S.A : Comme il en a été indiqué, toute équipe de Défense peut demander au Greffe de lui accorder des ressources supplémentaires si les besoins de l’affaire le justifient. Il est clair que l’aide judiciaire doit toujours être mise en balance avec les ressources disponibles au budget de la Cour. Par ailleurs, même si les textes de la Cour ne prévoient pas un droit pour les équipes d’avoir des bureaux au sein de la Cour -la jurisprudence est d’ailleurs claire sur ce point-, le Greffe a souhaité dès le départ mettre à la disposition des équipes de défense et dans la limite des ressources disponibles, des espaces bureaux équipés qui leur permettent de travailler de façon optimale et totalement sécurisée. Sur ce point, vous savez que l’une des particularités de la Cour pénale internationale est son caractère de Cour électronique (E-Court). Les services de communications mis en place dans ce cadre, y compris pour toutes les équipes, sont totalement sécurisés. Ce sont ces mêmes services qui sont mis à la disposition de l’équipe de la défense de M. Gbagbo.

N.V : S’il est vrai que tous les suspects déférés devant la Cpi doivent être traités également, toutefois ce principe ne faisant pas obstacle à ce que des personnes en situation différente soient traitées différemment, le Président Laurent Gbagbo, de par son statut, ne mérite-t-il pas, selon vous, un traitement différent ?

S.A : L’un des principes les plus importants qui guident la mise en œuvre de l’aide judiciaire est, en effet, l’objectivité signifiant que le système d’aide judiciaire de la Cour doit allouer les ressources en fonction des exigences objectives de l’affaire et selon les différentes phases de cette dernière.
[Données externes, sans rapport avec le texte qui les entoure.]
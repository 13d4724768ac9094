//! Terminal renderer for Lines.
//!
//! A small, game-oriented rendering layer. It avoids widget/layout libraries
//! and instead renders into a framebuffer that is diffed and flushed to the
//! terminal.
//!
//! - [`GameView`] turns a snapshot into glyphs (pure, testable)
//! - [`TerminalRenderer`] owns the terminal and writes changed glyphs

pub mod fb;
pub mod game_view;
pub mod renderer;

pub use lines_core as core;
pub use lines_types as types;

pub use fb::{FrameBuffer, Glyph, Rgb, Style};
pub use game_view::{AnchorY, GameView, Layout, Viewport};
pub use renderer::{encode_diff_into, encode_full_into, TerminalRenderer};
J’agis en me conformant aux textes applicables et rien d’autre.

N.V : Me Altit soutient que l’aide accordée à son client ne peut lui assurer une défense effective et que dans l’affaire «Laurent Gbagbo contre Le Procureur », le principe de l’égalité des armes entre la Défense et l’Accusation qui bénéficie de budgets plus importants serait rompu. Quels commentaires faites-vous ?

S.A : Il faut d’emblée rappeler, comme l’a d’ailleurs clairement indiqué la jurisprudence établie, le principe de l’égalité des armes ne signifie pas que la Défense et le Bureau du Procureur doivent avoir exactement les mêmes ressources. Le Procureur travaille sur plusieurs situations et de nombreuses affaires, et il a la charge de la preuve, contrairement à la Défense bénéficiant de la présomption d’innocence.

Egalement, l’Accusation a l’obligation d’enquêter tant à charge qu’à décharge ainsi que celle de communiquer à la Défense tout élément de preuve qui pourrait infirmer la thèse de l’Accusation ou mitiger la responsabilité du défendant. La Défense n’a pas de telles obligations. Cela dit, l’aide judiciaire est gérée par l’Organe neutre de la Cour, le Greffe, ceci est mis en œuvre de façon à ce que l’équilibre soit respecté entre les différentes parties ainsi que les participants aux affaires, et d’une façon à faire valoir les droits de la Défense et le procès équitable.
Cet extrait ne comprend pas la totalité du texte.